The concept of attack trees or attack paths and how to increase the cost for the attacker in time and resources (not always monetary) has been discussed many times and it is still considered a good approach in any modern security strategy. Bruce Schneier explained the concept in the Dr. Dobb’s Journal in 1999K Leveraging an attack tree model is not only an important step towards formalizing our understanding of attacks, but also a means to understanding our defense.

Stephan Chennette from AttackIQ also shared some interesting comments about attack paths:

“Longer attack paths are less appealing to the attacker and more likely to fail. If you can make the attacker take more actions, even if they have a moderate or good chance of succeeding, you strengthen the probability of your defenses succeeding. This is true of your ability to prevent, detect, or respond to an alert and/or remediate an incident. As you look at building out your security program, whether you look at the Cyber Kill Chain® or the MITRE ATT&CK Framework, the more effective defenses you have for each phase of an attack from Persistence to Impact, the more steps an attacker has to go through to reach their intended goal, the more mistakes they can make, and the more likely your defenses will thwart their efforts. Remember, sophisticated attackers run like a business and have deadlines, where the inability to meet deadlines can cause stress and mistakes. As a defender, exploit that fact.”

More recently, Verizon, in its 2019 Data Breach Investigation Report stated that the majority of the incidents had short attack paths and it is confirmed in its recent 2020 Data Breach Investigation Report 2020 Data Breach Investigation Report: “Attackers prefer short paths and rarely attempt long paths. This means anything you can easily throw in their way to increase the number of actions they have to take is likely to significantly decrease their chance of absconding with the data.”

Both statements emphasize the fact that, as defenders, we need to exploit that weakness. How? By using attack paths in Deception Campaigns.

How to Feign Short Attack Paths in Deception Campaigns

The use of attack paths in deception campaigns has two phases: first, deploy breadcrumbs everywhere, so the attacker can use them in order to shorten their attack paths. Secondly, design an attack path as long as needed after you have been able to reroute the attacker to your path. The longer the path, the more intelligence you can gather about them, apart from rising the cost of the attack, and controlling their behaviour.

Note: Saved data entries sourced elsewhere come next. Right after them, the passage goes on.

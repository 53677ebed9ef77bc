//! Public link integration tests.
//!
//! Token scoping, expiry, reissue and the concurrent sign race.

#![allow(clippy::uninlined_format_args)]

mod common;

use chrono::{Duration, Utc};
use futures::future::join;
use rust_decimal_macros::dec;
use sea_orm::{ActiveModelTrait, ActiveValue::Set, ColumnTrait, EntityTrait, PaginatorTrait, QueryFilter};
use uuid::Uuid;

use receipta_core::LedgerError;
use receipta_core::audit::AuditEventType;
use receipta_core::token::{DEFAULT_TOKEN_BYTES, LedgerSettings, LinkType, generate_token, hash_token};
use receipta_db::AccessTokenRepository;
use receipta_db::entities::sea_orm_active_enums::{InvoiceLinkType, InvoiceStatus};
use receipta_db::entities::{invoice_links, invoice_signatures, invoices};

use common::{Fixture, connect, sign_input, single_item};

async fn sent_invoice(fx: &Fixture) -> (invoices::Model, String, String) {
    let invoice = fx
        .invoices
        .create(fx.business.id, None, fx.invoice_input(single_item(dec!(100))))
        .await
        .expect("create")
        .invoice;
    let sent = fx
        .invoices
        .send(fx.business.id, None, invoice.id)
        .await
        .expect("send");
    (sent.invoice, sent.view.token, sent.sign.token)
}

async fn insert_link(
    fx: &Fixture,
    invoice: &invoices::Model,
    link_type: InvoiceLinkType,
    expires_in: Duration,
) -> String {
    let token = generate_token(DEFAULT_TOKEN_BYTES).expect("token");
    let now = Utc::now();
    invoice_links::ActiveModel {
        id: Set(Uuid::new_v4()),
        business_id: Set(invoice.business_id),
        invoice_id: Set(invoice.id),
        link_type: Set(link_type),
        token_hash: Set(hash_token(&token)),
        expires_at: Set((now + expires_in).into()),
        revoked_at: Set(None),
        created_at: Set(now.into()),
    }
    .insert(&fx.db)
    .await
    .expect("insert link");
    token
}

#[tokio::test]
async fn test_tokens_are_scoped_to_their_type() {
    let Some(db) = connect().await else { return };
    let fx = Fixture::new(db, "#112233", false).await;
    let (invoice, view, sign) = sent_invoice(&fx).await;

    let viewed = fx.public.view_invoice(&view).await.expect("view");
    assert_eq!(viewed.invoice.id, invoice.id);
    assert_eq!(viewed.items.len(), 1);

    assert!(matches!(
        fx.public.view_invoice(&sign).await,
        Err(LedgerError::NotFound(_))
    ));
    assert!(matches!(
        fx.public.sign(&view, sign_input("Dana Client")).await,
        Err(LedgerError::NotFound(_))
    ));
    assert!(matches!(
        fx.public.view_invoice("not-a-real-token").await,
        Err(LedgerError::NotFound(_))
    ));

    let links = invoice_links::Entity::find()
        .filter(invoice_links::Column::InvoiceId.eq(invoice.id))
        .all(&fx.db)
        .await
        .expect("links");
    assert_eq!(links.len(), 2);
    assert!(links.iter().all(|l| l.token_hash != view && l.token_hash != sign));
}

#[tokio::test]
async fn test_expired_token_is_rejected() {
    let Some(db) = connect().await else { return };
    let fx = Fixture::new(db, "#112233", false).await;
    let (invoice, _, _) = sent_invoice(&fx).await;

    let stale_view = insert_link(&fx, &invoice, InvoiceLinkType::View, Duration::hours(-1)).await;
    let stale_sign = insert_link(&fx, &invoice, InvoiceLinkType::Sign, Duration::hours(-1)).await;

    assert!(matches!(
        fx.public.view_invoice(&stale_view).await,
        Err(LedgerError::TokenExpired)
    ));
    assert!(matches!(
        fx.public.sign(&stale_sign, sign_input("Dana Client")).await,
        Err(LedgerError::TokenExpired)
    ));
}

#[tokio::test]
async fn test_reissue_revokes_previous_token() {
    let Some(db) = connect().await else { return };
    let fx = Fixture::new(db.clone(), "#112233", false).await;
    let (invoice, old_view, _) = sent_invoice(&fx).await;

    let tokens = AccessTokenRepository::new(db, LedgerSettings::default());
    let fresh = tokens
        .issue(fx.business.id, invoice.id, LinkType::View)
        .await
        .expect("reissue");

    // A revoked token is indistinguishable from one that never existed.
    assert!(matches!(
        fx.public.view_invoice(&old_view).await,
        Err(LedgerError::NotFound("Invoice"))
    ));
    assert!(matches!(
        fx.public.view_invoice("not-a-real-token").await,
        Err(LedgerError::NotFound("Invoice"))
    ));
    fx.public
        .view_invoice(&fresh.token)
        .await
        .expect("fresh token works");

    let other = Fixture::new(fx.db.clone(), "#112233", false).await;
    assert!(matches!(
        tokens.issue(other.business.id, invoice.id, LinkType::View).await,
        Err(LedgerError::NotFound("Invoice"))
    ));
}

#[tokio::test]
async fn test_sign_locks_invoice_and_revokes_sign_links() {
    let Some(db) = connect().await else { return };
    let fx = Fixture::new(db, "#112233", false).await;
    let (invoice, view, sign) = sent_invoice(&fx).await;

    let signed = fx
        .public
        .sign(&sign, sign_input("  Dana Client  "))
        .await
        .expect("sign");
    assert_eq!(signed.invoice.status, InvoiceStatus::Signed);
    assert!(signed.invoice.signed_at.is_some());
    assert!(signed.invoice.locked_at.is_some());
    assert_eq!(signed.signature.signer_name, "Dana Client");
    assert_eq!(signed.signature.document_hash.len(), 64);

    assert!(matches!(
        fx.public.sign(&sign, sign_input("Dana Client")).await,
        Err(LedgerError::AlreadySigned)
    ));

    let viewed = fx.public.view_invoice(&view).await.expect("view after sign");
    assert_eq!(viewed.invoice.status, InvoiceStatus::Signed);

    let active_sign_links = invoice_links::Entity::find()
        .filter(invoice_links::Column::InvoiceId.eq(invoice.id))
        .filter(invoice_links::Column::LinkType.eq(InvoiceLinkType::Sign))
        .filter(invoice_links::Column::RevokedAt.is_null())
        .count(&fx.db)
        .await
        .expect("count");
    assert_eq!(active_sign_links, 0);

    let events = fx.audit.events();
    let signed_event = events
        .iter()
        .find(|e| e.event_type == AuditEventType::InvoiceSigned)
        .expect("signed event");
    assert_eq!(signed_event.actor_user_id, None);
}

#[tokio::test]
async fn test_sign_requires_acknowledgement() {
    let Some(db) = connect().await else { return };
    let fx = Fixture::new(db, "#112233", false).await;
    let (_, _, sign) = sent_invoice(&fx).await;

    let mut input = sign_input("Dana Client");
    input.acknowledge = false;
    assert!(matches!(
        fx.public.sign(&sign, input).await,
        Err(LedgerError::Validation(_))
    ));

    fx.public
        .sign(&sign, sign_input("Dana Client"))
        .await
        .expect("valid sign still works");
}

#[tokio::test]
async fn test_concurrent_signers_one_wins() {
    let Some(db) = connect().await else { return };
    let fx = Fixture::new(db, "#112233", false).await;
    let (invoice, _, sign) = sent_invoice(&fx).await;
    let second_sign =
        insert_link(&fx, &invoice, InvoiceLinkType::Sign, Duration::days(1)).await;

    let (a, b) = join(
        fx.public.sign(&sign, sign_input("Signer A")),
        fx.public.sign(&second_sign, sign_input("Signer B")),
    )
    .await;

    let wins = [a.is_ok(), b.is_ok()].iter().filter(|ok| **ok).count();
    assert_eq!(wins, 1, "exactly one signer should win");
    assert!(
        matches!(a, Err(LedgerError::AlreadySigned)) || matches!(b, Err(LedgerError::AlreadySigned))
    );

    let signatures = invoice_signatures::Entity::find()
        .filter(invoice_signatures::Column::InvoiceId.eq(invoice.id))
        .count(&fx.db)
        .await
        .expect("count");
    assert_eq!(signatures, 1);
}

Let’s start with some examples of how we can attract attackers to our path that pretends to be a shorter one:

  • A GPO policy containing some credentials in a startup script easily found in SYSVOL.
  • A Microsoft Office document explaining how to access the new HR web portal, stored in an HR shared folder.
  • A public exposed and vulnerable Apache Struts with a signed SSL certificate found by Shodan or Censys.
  • An SSH keypair in a linux folder.
  • A QR code found in the trash bin.
  • Etc.

Once we’ve got the attacker’s attention, it’s likely that they’ll prefer to take the shortest path instead of trying to look for other ways to compromise the organization. Again, credibility is key in these deception campaigns (real hosts, real services, credible cover story, etc.), as skilled attackers can easily detect we are trying to deceive them.

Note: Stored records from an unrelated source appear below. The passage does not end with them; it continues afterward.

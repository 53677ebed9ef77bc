//! Access token issuer for public invoice links.
//!
//! Only the SHA-256 of a token is stored. Issuing a token revokes the
//! invoice's other live tokens of the same type.

use chrono::{DateTime, Utc};
use sea_orm::sea_query::Expr;
use sea_orm::{
    ActiveModelTrait, ColumnTrait, ConnectionTrait, DatabaseConnection, EntityTrait, QueryFilter,
    Set, TransactionTrait,
};
use serde::Serialize;
use tracing::{info, instrument};
use uuid::Uuid;

use receipta_core::LedgerError;
use receipta_core::token::{
    LedgerSettings, LinkState, LinkType, check_link, generate_token, hash_token,
};

use crate::entities::sea_orm_active_enums::InvoiceLinkType;
use crate::entities::{invoice_links, invoices};

use super::db_err;

/// A freshly minted token. The raw value is never retrievable again.
#[derive(Debug, Clone, PartialEq, Eq, Serialize)]
pub struct IssuedToken {
    /// VIEW or SIGN.
    pub link_type: LinkType,
    /// Raw bearer token.
    pub token: String,
    /// Expiry instant.
    pub expires_at: DateTime<Utc>,
}

/// Access token repository.
#[derive(Debug, Clone)]
pub struct AccessTokenRepository {
    db: DatabaseConnection,
    settings: LedgerSettings,
}

impl AccessTokenRepository {
    /// Creates a new access token repository.
    #[must_use]
    pub const fn new(db: DatabaseConnection, settings: LedgerSettings) -> Self {
        Self { db, settings }
    }

    /// Issues a token of `link_type` for an invoice of `business_id`.
    ///
    /// # Errors
    ///
    /// Returns `NotFound` if the invoice does not belong to the business.
    #[instrument(skip(self))]
    pub async fn issue(
        &self,
        business_id: Uuid,
        invoice_id: Uuid,
        link_type: LinkType,
    ) -> Result<IssuedToken, LedgerError> {
        let txn = self.db.begin().await.map_err(db_err)?;

        let invoice = invoices::Entity::find_by_id(invoice_id)
            .filter(invoices::Column::BusinessId.eq(business_id))
            .one(&txn)
            .await
            .map_err(db_err)?
            .ok_or(LedgerError::NotFound("Invoice"))?;

        let expires_at = self.settings.link_expiry(Utc::now())?;
        let issued =
            Self::issue_in(&txn, &invoice, link_type, self.settings.token_bytes, expires_at)
                .await?;

        txn.commit().await.map_err(db_err)?;
        info!(%link_type, "issued invoice link");
        Ok(issued)
    }

    /// Issues a token inside an open transaction.
    pub async fn issue_in<C>(
        conn: &C,
        invoice: &invoices::Model,
        link_type: LinkType,
        token_bytes: usize,
        expires_at: DateTime<Utc>,
    ) -> Result<IssuedToken, LedgerError>
    where
        C: ConnectionTrait,
    {
        Self::revoke_active_in(conn, invoice.id, link_type, Utc::now()).await?;

        let token = generate_token(token_bytes)?;
        invoice_links::ActiveModel {
            id: Set(Uuid::new_v4()),
            business_id: Set(invoice.business_id),
            invoice_id: Set(invoice.id),
            link_type: Set(link_type.into()),
            token_hash: Set(hash_token(&token)),
            expires_at: Set(expires_at.into()),
            revoked_at: Set(None),
            created_at: Set(Utc::now().into()),
        }
        .insert(conn)
        .await
        .map_err(db_err)?;

        Ok(IssuedToken {
            link_type,
            token,
            expires_at,
        })
    }

    /// Revokes every unrevoked link of `link_type` on an invoice.
    pub async fn revoke_active_in<C>(
        conn: &C,
        invoice_id: Uuid,
        link_type: LinkType,
        now: DateTime<Utc>,
    ) -> Result<u64, LedgerError>
    where
        C: ConnectionTrait,
    {
        let revoked_at: sea_orm::prelude::DateTimeWithTimeZone = now.into();
        let result = invoice_links::Entity::update_many()
            .col_expr(invoice_links::Column::RevokedAt, Expr::value(revoked_at))
            .filter(invoice_links::Column::InvoiceId.eq(invoice_id))
            .filter(invoice_links::Column::LinkType.eq(InvoiceLinkType::from(link_type)))
            .filter(invoice_links::Column::RevokedAt.is_null())
            .exec(conn)
            .await
            .map_err(db_err)?;
        Ok(result.rows_affected)
    }

    /// Resolves a presented token to its invoice.
    ///
    /// Read-only. A token of the other type never matches.
    ///
    /// # Errors
    ///
    /// * `NotFound` - no unrevoked link with this hash and type
    /// * `TokenExpired` - the link exists but has expired
    #[instrument(skip(self, raw_token))]
    pub async fn resolve(
        &self,
        raw_token: &str,
        link_type: LinkType,
    ) -> Result<invoices::Model, LedgerError> {
        let link = invoice_links::Entity::find()
            .filter(invoice_links::Column::TokenHash.eq(hash_token(raw_token)))
            .filter(invoice_links::Column::LinkType.eq(InvoiceLinkType::from(link_type)))
            .filter(invoice_links::Column::RevokedAt.is_null())
            .one(&self.db)
            .await
            .map_err(db_err)?
            .ok_or(LedgerError::NotFound("Invoice"))?;

        check_link(&link_state(&link), Utc::now())?;

        invoices::Entity::find_by_id(link.invoice_id)
            .one(&self.db)
            .await
            .map_err(db_err)?
            .ok_or(LedgerError::NotFound("Invoice"))
    }

    /// Finds a link by token and type, revoked or not.
    pub(crate) async fn find_in<C>(
        conn: &C,
        raw_token: &str,
        link_type: LinkType,
    ) -> Result<Option<invoice_links::Model>, LedgerError>
    where
        C: ConnectionTrait,
    {
        invoice_links::Entity::find()
            .filter(invoice_links::Column::TokenHash.eq(hash_token(raw_token)))
            .filter(invoice_links::Column::LinkType.eq(InvoiceLinkType::from(link_type)))
            .one(conn)
            .await
            .map_err(db_err)
    }
}

/// Validity fields of a stored link in UTC.
pub(crate) fn link_state(link: &invoice_links::Model) -> LinkState {
    LinkState {
        expires_at: link.expires_at.with_timezone(&Utc),
        revoked_at: link.revoked_at.map(|at| at.with_timezone(&Utc)),
    }
}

Now, it’s time to set up the path we want the attacker to follow. We can have an entire deception campaign used in the attack path, or mix production endpoints and hosts with deception hosts or services in order to increase the chances of deceiving the attackers.

In the following image you can see an example of an attack path after we managed to redirect the attacker to our campaign:

 *Click to enlarge image*

Nodes of the the Attack Path

  • A Microsoft Office document explaining how to connect to a new HR portal (including credentials). This document is stored in an HR shared folder with no authentication.
  • An HR web portal that contains information about its database settings in a Windows 2019 server
  • A Windows 2019 server with some special cookies in Chrome for accessing a backup web portal.

In each of those different nodes, we are gathering significant telemetry of the attacker’s activity: network connections, file creations, kernel manipulation, commands executed, etc. The concept is similar to having a full-featured sandbox that consists of an unlimited number of assets and it’s running 24×7 until we have decided it’s time to call our incident response team.

Each path in the attack trees can have different branches, depending on the complexity; we can have different starting nodes (a document, the GPO policy, an Active Directory user account, etc.) and all of them can point to the next stage. Or, we can have different exits depending on the skills of the attacker; we can even design our own choose-your-own-adventure interactive attack path, where the attacker will make decisions and choose different paths depending on their decisions.

 *Click to enlarge image*

During the attacker’s journey in our attack paths, it is really important to start putting into action all the intelligence generated in real time. As we are getting information about what the attacker is doing, we can integrate that information into other security products, like SOAR, SIEM, TIP, etc., triggering other security playbooks that can help to control the attacker and put the security measures in place, as well as alert our incident response team.